======== Task data

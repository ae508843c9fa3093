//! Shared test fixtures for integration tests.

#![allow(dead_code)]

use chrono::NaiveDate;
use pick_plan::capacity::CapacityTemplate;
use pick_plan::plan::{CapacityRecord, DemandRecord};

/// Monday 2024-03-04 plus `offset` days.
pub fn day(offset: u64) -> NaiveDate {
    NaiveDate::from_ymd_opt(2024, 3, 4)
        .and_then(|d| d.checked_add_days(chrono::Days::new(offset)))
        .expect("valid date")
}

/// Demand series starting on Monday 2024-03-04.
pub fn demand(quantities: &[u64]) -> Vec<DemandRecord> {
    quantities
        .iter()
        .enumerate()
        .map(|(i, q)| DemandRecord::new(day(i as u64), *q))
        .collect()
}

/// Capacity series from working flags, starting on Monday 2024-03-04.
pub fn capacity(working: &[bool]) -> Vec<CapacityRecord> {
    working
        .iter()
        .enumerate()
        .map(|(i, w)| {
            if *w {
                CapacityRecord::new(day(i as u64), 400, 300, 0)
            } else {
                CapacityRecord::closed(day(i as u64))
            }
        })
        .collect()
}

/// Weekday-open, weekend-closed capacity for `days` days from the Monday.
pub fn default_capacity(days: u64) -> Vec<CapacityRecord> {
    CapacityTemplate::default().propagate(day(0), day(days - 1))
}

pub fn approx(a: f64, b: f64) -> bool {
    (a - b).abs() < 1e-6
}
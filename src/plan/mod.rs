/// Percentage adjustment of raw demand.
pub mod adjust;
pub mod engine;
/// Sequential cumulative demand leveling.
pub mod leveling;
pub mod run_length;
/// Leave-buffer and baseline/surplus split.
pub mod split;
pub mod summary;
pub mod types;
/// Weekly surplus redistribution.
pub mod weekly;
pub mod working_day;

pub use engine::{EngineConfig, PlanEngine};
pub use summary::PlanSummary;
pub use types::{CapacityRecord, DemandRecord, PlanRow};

================

Brief: What is needed is the number of lines in the data that hold the word "chrono", and nothing more.

Task answer: 2